The English Shepherd and the Diversified Small Farm
The English Shepherd and the Diversified Small Farm
by Kristin Kimball of Essex, NY
A while back, with the farm slumbering under a full moon and a clear winter sky, my husband Mark and I decided to take a stroll down to the mail box, ostensibly to see if the outside world had delivered to us anything of interest, but really just to enjoy the night. Jet, my one-year-old English Shepherd, was with us.
Just out the door in the driveway, Jet suddenly puffed up and let loose with his woo woo woo bark that means, in his language, something’s wrong here, folks. Then Mark and I saw a big black shape lumbering toward us.
It took me a few fast beats of the heart to realize it was not a bear, it was not a ghost, it was Funnel, one of the full-grown pigs. Every time she came into heat, she’d break out of the pig pasture, though it’s fenced hot enough to fry a cat, and wander the farm looking for love. When she was in this mood, it was nearly impossible to move her. I envisioned a long and tiring shoving match ahead of us that night. “Uh-oh,” I said to Mark.

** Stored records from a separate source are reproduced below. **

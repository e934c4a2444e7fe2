//! Infrastructure Layer - 基础设施层
//!
//! 提供所有端口的具体实现

pub mod adapters;
pub mod events;
pub mod http;
pub mod persistence;

pub use events::EventPublisher;
pub use persistence::{InMemoryStoryRepository, SqliteStoryRepository};
//! HTTP Error Handling
//!
//! 所有错误都以 HTTP 200 + 统一信封 `{errno, error, data}` 返回

use axum::{
    http::StatusCode,
    response::{IntoResponse, Response},
    Json,
};

use super::dto::ApiResponse;
use crate::application::ApplicationError;

/// 错误码定义
pub mod errno {
    pub const BAD_REQUEST: i32 = 400;
    pub const NOT_FOUND: i32 = 404;
    pub const CONFLICT: i32 = 409;
    pub const INTERNAL_ERROR: i32 = 500;
    pub const SERVICE_UNAVAILABLE: i32 = 503;
}

/// API 错误
#[derive(Debug)]
pub enum ApiError {
    NotFound(String),
    BadRequest(String),
    Internal(String),
    Conflict(String),
    ServiceUnavailable(String),
}

impl ApiError {
    pub fn errno(&self) -> i32 {
        match self {
            ApiError::NotFound(_) => errno::NOT_FOUND,
            ApiError::BadRequest(_) => errno::BAD_REQUEST,
            ApiError::Internal(_) => errno::INTERNAL_ERROR,
            ApiError::Conflict(_) => errno::CONFLICT,
            ApiError::ServiceUnavailable(_) => errno::SERVICE_UNAVAILABLE,
        }
    }

    fn message(&self) -> &str {
        match self {
            ApiError::NotFound(msg)
            | ApiError::BadRequest(msg)
            | ApiError::Internal(msg)
            | ApiError::Conflict(msg)
            | ApiError::ServiceUnavailable(msg) => msg,
        }
    }
}

impl IntoResponse for ApiError {
    fn into_response(self) -> Response {
        let errno = self.errno();
        let msg = self.message();

        match &self {
            ApiError::NotFound(_) => {
                tracing::warn!(errno, error = %msg, "Resource not found");
            }
            ApiError::BadRequest(_) => {
                tracing::warn!(errno, error = %msg, "Bad request");
            }
            ApiError::Conflict(_) => {
                tracing::warn!(errno, error = %msg, "Resource conflict");
            }
            ApiError::Internal(_) => {
                tracing::error!(errno, error = %msg, "Internal server error");
            }
            ApiError::ServiceUnavailable(_) => {
                tracing::error!(errno, error = %msg, "Service unavailable");
            }
        }

        let body = ApiResponse::<()>::error(errno, msg);
        (StatusCode::OK, Json(body)).into_response()
    }
}

impl From<ApplicationError> for ApiError {
    fn from(e: ApplicationError) -> Self {
        match e {
            ApplicationError::NotFound { resource_type, id } => {
                ApiError::NotFound(format!("{} not found: {}", resource_type, id))
            }
            ApplicationError::ValidationError(msg) => ApiError::BadRequest(msg),
            ApplicationError::BusinessRuleViolation(msg) => ApiError::Conflict(msg),
            ApplicationError::RepositoryError(msg) => ApiError::Internal(msg),
            ApplicationError::ExternalServiceError(msg) => ApiError::ServiceUnavailable(msg),
            ApplicationError::InternalError(msg) => ApiError::Internal(msg),
        }
    }
}

#[cfg(test)]
mod tests {
    use super::*;
    use uuid::Uuid;

    #[test]
    fn test_application_error_mapping() {
        let cases = [
            (ApplicationError::not_found("Project", Uuid::nil()), 404),
            (ApplicationError::validation("bad"), 400),
            (ApplicationError::business_rule("第1章已存在"), 409),
            (ApplicationError::external("HTTP 429"), 503),
            (ApplicationError::internal("boom"), 500),
        ];

        for (app_error, expected) in cases {
            assert_eq!(ApiError::from(app_error).errno(), expected);
        }
    }

    #[tokio::test]
    async fn test_error_is_enveloped_with_http_200() {
        let response = ApiError::Conflict("第2章已存在".to_string()).into_response();
        assert_eq!(response.status(), StatusCode::OK);

        let bytes = axum::body::to_bytes(response.into_body(), usize::MAX)
            .await
            .unwrap();
        let json: serde_json::Value = serde_json::from_slice(&bytes).unwrap();
        assert_eq!(json["errno"], 409);
        assert_eq!(json["error"], "第2章已存在");
        assert!(json["data"].is_null());
    }
}
//! Configuration Module
//!
//! 提供应用配置管理功能，支持多层级配置来源：
//! - 环境变量（最高优先级）
//! - 配置文件（TOML 格式）
//! - 默认值（最低优先级）

mod loader;
mod types;

pub use loader::{load_config, load_config_from_path, print_config, ConfigError};
pub use types::{
    AppConfig, DatabaseConfig, LlmConfig, LogConfig, ProviderConfig, ServerConfig,
    StaticFilesConfig, StorageBackend, KNOWN_PROVIDERS,
};
//! Configuration Loader
//!
//! 实现多源配置加载与合并逻辑
//!
//! 优先级（从高到低）：
//! 1. 环境变量
//! 2. 配置文件（config.toml）
//! 3. 默认值

use config::{Config, ConfigError as ConfigCrateError, Environment, File};
use std::path::Path;
use thiserror::Error;

use super::types::{AppConfig, StorageBackend, KNOWN_PROVIDERS};

/// 配置加载错误
#[derive(Debug, Error)]
pub enum ConfigError {
    #[error("Failed to load configuration: {0}")]
    LoadError(String),

    #[error("Failed to parse configuration: {0}")]
    ParseError(String),

    #[error("Configuration validation failed: {0}")]
    ValidationError(String),
}

impl From<ConfigCrateError> for ConfigError {
    fn from(err: ConfigCrateError) -> Self {
        ConfigError::LoadError(err.to_string())
    }
}

/// 配置文件搜索路径
const CONFIG_FILE_NAMES: &[&str] = &["config", "config.local"];

/// 加载应用配置
///
/// # 环境变量示例
/// - `STORYLOOM_SERVER__PORT=8080`
/// - `STORYLOOM_DATABASE__BACKEND=memory`
/// - `STORYLOOM_LLM__DEFAULT_PROVIDER=openai`
/// - `STORYLOOM_LLM__OPENAI__API_KEY=sk-...`
pub fn load_config() -> Result<AppConfig, ConfigError> {
    load_config_from_path(None)
}

/// 从指定路径加载配置
///
/// # 参数
/// - `config_path` - 可选的配置文件路径，如果为 None 则使用默认搜索路径
pub fn load_config_from_path(config_path: Option<&Path>) -> Result<AppConfig, ConfigError> {
    let mut builder = Config::builder();

    // 1. 默认值（最低优先级）
    builder = builder
        .set_default("server.host", "0.0.0.0")?
        .set_default("server.port", 5060)?
        .set_default("database.backend", "sqlite")?
        .set_default("database.path", "data/storyloom.db")?
        .set_default("database.max_connections", 5)?
        .set_default("llm.default_provider", "ollama")?
        .set_default("llm.timeout_secs", 120)?
        .set_default("llm.temperature", 0.8)?
        .set_default("llm.openai.base_url", "https://api.openai.com")?
        .set_default("llm.openai.model", "gpt-4o-mini")?
        .set_default(
            "llm.gemini.base_url",
            "https://generativelanguage.googleapis.com",
        )?
        .set_default("llm.gemini.model", "gemini-1.5-flash")?
        .set_default("llm.ollama.base_url", "http://localhost:11434")?
        .set_default("llm.ollama.model", "llama3.1")?
        .set_default("log.level", "info")?
        .set_default("log.json", false)?;

    // 2. 配置文件
    if let Some(path) = config_path {
        builder = builder.add_source(File::from(path).required(true));
    } else {
        for name in CONFIG_FILE_NAMES {
            builder = builder.add_source(File::with_name(name).required(false));
        }
    }

    // 3. 环境变量（最高优先级）
    // 前缀: STORYLOOM_，层级分隔符: __
    builder = builder.add_source(
        Environment::with_prefix("STORYLOOM")
            .prefix_separator("_")
            .separator("__")
            .try_parsing(true),
    );

    let config = builder.build()?;

    let app_config: AppConfig = config.try_deserialize().map_err(|e| {
        ConfigError::ParseError(format!("Failed to deserialize config: {}", e))
    })?;

    validate_config(&app_config)?;

    Ok(app_config)
}

/// 验证配置有效性
fn validate_config(config: &AppConfig) -> Result<(), ConfigError> {
    if config.server.port == 0 {
        return Err(ConfigError::ValidationError(
            "Server port cannot be 0".to_string(),
        ));
    }

    if config.database.backend == StorageBackend::Sqlite {
        if config.database.path.trim().is_empty() {
            return Err(ConfigError::ValidationError(
                "Database path cannot be empty".to_string(),
            ));
        }
        if config.database.max_connections == 0 {
            return Err(ConfigError::ValidationError(
                "Database max_connections cannot be 0".to_string(),
            ));
        }
    }

    let llm = &config.llm;
    if !KNOWN_PROVIDERS.contains(&llm.default_provider.as_str()) {
        return Err(ConfigError::ValidationError(format!(
            "Unknown default LLM provider '{}', expected one of {:?}",
            llm.default_provider, KNOWN_PROVIDERS
        )));
    }

    if !(0.0..=2.0).contains(&llm.temperature) {
        return Err(ConfigError::ValidationError(format!(
            "LLM temperature {} out of range 0.0..=2.0",
            llm.temperature
        )));
    }

    if llm.timeout_secs == 0 {
        return Err(ConfigError::ValidationError(
            "LLM timeout cannot be 0".to_string(),
        ));
    }

    Ok(())
}

/// 打印配置信息（用于启动时日志）
///
/// API Key 只输出是否已配置
pub fn print_config(config: &AppConfig) {
    tracing::info!("=== Application Configuration ===");
    tracing::info!("Server: {}:{}", config.server.host, config.server.port);
    tracing::info!("Public Base URL: {}", config.server.public_base_url());
    if config.server.static_files.enabled {
        tracing::info!("Static Files: {:?}", config.server.static_files.dir);
    }
    tracing::info!("Storage Backend: {}", config.database.backend.as_str());
    if config.database.backend == StorageBackend::Sqlite {
        tracing::info!("Database: {}", config.database.path);
        tracing::info!("Database Max Connections: {}", config.database.max_connections);
    }
    tracing::info!("LLM Default Provider: {}", config.llm.default_provider);
    tracing::info!("LLM Timeout: {}s", config.llm.timeout_secs);
    for (name, provider) in [
        ("openai", &config.llm.openai),
        ("gemini", &config.llm.gemini),
        ("ollama", &config.llm.ollama),
    ] {
        tracing::info!(
            provider = name,
            base_url = %provider.base_url,
            model = %provider.model,
            api_key = provider.api_key().is_some(),
            "LLM provider"
        );
    }
    tracing::info!("Log Level: {}", config.log.level);
    tracing::info!("=================================");
}

#[cfg(test)]
mod tests {
    use super::*;
    use std::io::Write;

    #[test]
    fn test_validation_passes_for_valid_config() {
        let config = AppConfig::default();
        assert!(validate_config(&config).is_ok());
    }

    #[test]
    fn test_validation_error_for_zero_port() {
        let mut config = AppConfig::default();
        config.server.port = 0;
        assert!(validate_config(&config).is_err());
    }

    #[test]
    fn test_validation_error_for_empty_db_path() {
        let mut config = AppConfig::default();
        config.database.path = String::new();
        assert!(validate_config(&config).is_err());

        config.database.backend = StorageBackend::Memory;
        assert!(validate_config(&config).is_ok());
    }

    #[test]
    fn test_validation_error_for_unknown_provider() {
        let mut config = AppConfig::default();
        config.llm.default_provider = "claude-local".to_string();
        assert!(matches!(
            validate_config(&config),
            Err(ConfigError::ValidationError(_))
        ));
    }

    #[test]
    fn test_validation_error_for_temperature() {
        let mut config = AppConfig::default();
        config.llm.temperature = 2.5;
        assert!(validate_config(&config).is_err());
    }

    #[test]
    fn test_load_from_file() {
        let mut file = tempfile::Builder::new().suffix(".toml").tempfile().unwrap();
        writeln!(
            file,
            r#"
[server]
port = 8088

[database]
backend = "memory"

[llm]
default_provider = "gemini"

[llm.gemini]
base_url = "http://127.0.0.1:9000"
model = "gemini-test"
api_key = "g-key"
"#
        )
        .unwrap();

        let config = load_config_from_path(Some(file.path())).unwrap();
        assert_eq!(config.server.port, 8088);
        assert_eq!(config.database.backend, StorageBackend::Memory);
        assert_eq!(config.llm.default_provider, "gemini");
        assert_eq!(config.llm.gemini.model, "gemini-test");
        assert_eq!(config.llm.gemini.api_key(), Some("g-key"));
        // 未写入文件的部分保持默认值
        assert_eq!(config.llm.ollama.model, "llama3.1");
        assert_eq!(config.log.level, "info");
    }

    #[test]
    fn test_load_rejects_invalid_file() {
        let mut file = tempfile::Builder::new().suffix(".toml").tempfile().unwrap();
        writeln!(file, "[database]\nbackend = \"postgres\"").unwrap();

        assert!(matches!(
            load_config_from_path(Some(file.path())),
            Err(ConfigError::ParseError(_))
        ));
    }
}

Hearing that, Jet sprang into action. He’d never been asked to work pigs before, but he was all over Funnel, experimenting with loud barks, growls, nips and lunges, until he found a combination that made her uncomfortable enough to actually move. Encouraged, Jet redoubled his effort, and Mark and I joined in to help. Soon Funnel was high-tailing it the quarter mile back to her pasture with Jet in hot pursuit. With the pig back on the right side of the fence, Jet got lavish amounts of praise and Mark and I got back to our romantic evening walk. The next time Funnel was in heat, Jet put her back inside the fence all by himself. After that, Funnel decided it was probably best to just stay put.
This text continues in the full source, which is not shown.